通过Shotgun LC-MS/MS分析，参见图6、图7所示，在腐食酪螨的水状唾液中共鉴定到203种蛋白序列，其中98种蛋白检测到的肽段丰度较高，有2-23条唯一肽段；高质量蛋白15个(score>60)。选择唯一肽段>2，score>60的15种蛋白质进行重点分析。在这些蛋白中有5个蛋白为螨虫变应原蛋白：Der f38、Der f25、Der f9、Der f和Tyr P3六种不同分型；此外，能量代谢相关的蛋白酶有4个，钾离子通路蛋白1个，昆虫激肽类蛋白2个，肌动蛋白2个以及与昆虫免疫信号传导相关蛋白-载脂蛋白1个。

结论：相对于蔗糖溶液收集的唾液蛋白含量，本发明提供的3-辛酮和α-萜品烯为效力组分的诱剂能有效刺激粉螨的唾液分泌，蛋白含量高达7.255±1.15mg/mL，能满足蛋白质谱分析对蛋白浓缩和质量要求，便于开展科学研究。

以上实验结果表明，本发明提供的刺激菌食性粉螨唾液蛋白分泌的诱剂及唾液蛋白收集方法，能够高效地获得高浓度高质量的螨虫等小型动物的唾液蛋白，操作简便，快捷高效。其中所提供的3-辛酮和α-萜品烯为效力组分的诱剂，还可以应用在害螨的绿色防治上，具有有效浓度区间宽、引诱效率高等特点，具有广阔的经济、社会和生态效益。

虽然本公开披露如上，但本公开的保护范围并非仅限于此。本领域技术人员，在不脱离本公开的精神和范围的前提下，可进行各种变更与修改，这些变更与修改均将落入本发明的保护范围。

Claims

1.一种促进菌食性粉螨唾液蛋白分泌的诱剂，其特征在于，包括溶剂，以及溶解于所述溶剂中的引诱剂组分；所述溶剂包括蔗糖水溶液；所述引诱剂组分包括3-辛酮和α-萜品烯。

2.如权利要求1所述的促进菌食性粉螨唾液蛋白分泌的诱剂，其特征在于，所述溶剂还包括吐温-20。

3.如权利要求2所述的促进菌食性粉螨唾液蛋白分泌的诱剂，其特征在于，所述溶剂中，所述蔗糖的质量份数为20～25份；所述吐温-20的质量份数为0.1。
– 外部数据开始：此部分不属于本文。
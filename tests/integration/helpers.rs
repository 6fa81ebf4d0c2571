//! Shared helpers for running the asciipv binary

use std::path::Path;
use std::process::{Command, Stdio};

use tempfile::TempDir;

pub const BIN: &str = env!("CARGO_BIN_EXE_asciipv");

/// A command for the binary, isolated from the user's config and logging.
///
/// The returned `TempDir` holds the (absent) config location and must be
/// kept alive while the command runs.
pub fn asciipv_command(args: &[&str]) -> (Command, TempDir) {
    let dir = TempDir::new().expect("Failed to create temp dir");
    let mut cmd = Command::new(BIN);
    cmd.args(args)
        .env("ASCIIPV_CONFIG", dir.path().join("config.toml"))
        .env("ASCIIPV_LOG", "off")
        .stdin(Stdio::null());
    (cmd, dir)
}

/// Run the binary to completion and capture output.
pub fn run_asciipv(args: &[&str]) -> (String, String, i32) {
    let (mut cmd, _dir) = asciipv_command(args);
    let output = cmd.output().expect("Failed to execute asciipv");

    let stdout = String::from_utf8_lossy(&output.stdout).to_string();
    let stderr = String::from_utf8_lossy(&output.stderr).to_string();
    let exit_code = output.status.code().unwrap_or(-1);

    (stdout, stderr, exit_code)
}

/// Run the binary with `config` written as its config file.
pub fn run_with_config(args: &[&str], config: &str) -> (String, String, i32) {
    let (mut cmd, dir) = asciipv_command(args);
    write_config(dir.path(), config);
    let output = cmd.output().expect("Failed to execute asciipv");

    (
        String::from_utf8_lossy(&output.stdout).to_string(),
        String::from_utf8_lossy(&output.stderr).to_string(),
        output.status.code().unwrap_or(-1),
    )
}

fn write_config(dir: &Path, content: &str) {
    std::fs::write(dir.join("config.toml"), content).expect("Failed to write config");
}

/// Number of frames in captured stdout.
pub fn frames_in(stdout: &str) -> usize {
    stdout.matches(asciipv::player::CURSOR_HOME).count()
}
4.如权利要求1所述的促进菌食性粉螨唾液蛋白分泌的诱剂，其特征在于，所述溶剂的pH范围为6～7.5。

5.如权利要求1～4任一项所述的促进菌食性粉螨唾液蛋白分泌的诱剂，其特征在于，所述3-辛酮与所述溶剂的量比为1mg/mL～50mg/mL。

6.如权利要求1～4任一项所述的促进菌食性粉螨唾液蛋白分泌的诱剂，其特征在于，所述α-萜品烯与所述溶剂的量比为0.5mg/mL～5mg/mL。
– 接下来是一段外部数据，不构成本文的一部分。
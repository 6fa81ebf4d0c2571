//! Development tasks for asciipv
//!
//! Usage: `cargo run -p xtask -- man [--out-dir DIR]`

use std::fs;
use std::path::{Path, PathBuf};

use anyhow::{Context, Result};
use clap::{Parser, Subcommand};

use asciipv::animations::Showcase;
use asciipv::cli;

#[derive(Debug, Parser)]
#[command(name = "xtask", about = "Development tasks for asciipv")]
struct Xtask {
    #[command(subcommand)]
    command: Task,
}

#[derive(Debug, Subcommand)]
enum Task {
    /// Generate the man page
    Man {
        /// Directory the page is written to
        #[arg(long, default_value = "target/man")]
        out_dir: PathBuf,
    },
}

fn main() -> Result<()> {
    match Xtask::parse().command {
        Task::Man { out_dir } => generate_man(&out_dir),
    }
}

fn generate_man(out_dir: &Path) -> Result<()> {
    fs::create_dir_all(out_dir)
        .with_context(|| format!("Failed to create {}", out_dir.display()))?;

    let cmd = cli::command_for(&Showcase).name("asciipv");
    let mut buffer = Vec::new();
    clap_mangen::Man::new(cmd)
        .render(&mut buffer)
        .context("Failed to render man page")?;

    let path = out_dir.join("asciipv.1");
    fs::write(&path, buffer).with_context(|| format!("Failed to write {}", path.display()))?;
    println!("Wrote {}", path.display());
    Ok(())
}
7.如权利要求1～4任一项所述的促进菌食性粉螨唾液蛋白分泌的诱剂，其特征在于，还包括利福平；所述利福平与所述溶剂的量比为0.05mg/mL。

8.一种唾液蛋白收集方法，其特征在于，包括如下步骤：

S3：将如权利要求1～7任一项所述的促进菌食性粉螨唾液蛋白分泌的诱剂放置于第一培养皿的培养皿底座(1)中；

S4：在放置有所述诱剂的所述培养皿底座(1)上覆盖封口膜(2)；

S5：用纱网(3)收集菌食性粉螨后，将所述纱网(3)反扣至所述封口膜(2)上方，使所述菌食性粉螨位于所述封口膜(2)上；

S6：在所述纱网(3)上盖合培养皿上盖(4)，得到装配完成的唾液收集装置；

S7：将所述装配完成的唾液收集装置放置于60％RH的培养箱中，于26℃、黑暗条件下收集唾液。

9.如权利要求8所述的唾液蛋白收集方法，其特征在于，还包括：S1：将培养皿底座(1)放置于第二培养皿(5)内。

10.如权利要求9所述的唾液蛋白收集方法，其特征在于，还包括：S2：在所述第二培养皿(5)内添加清水。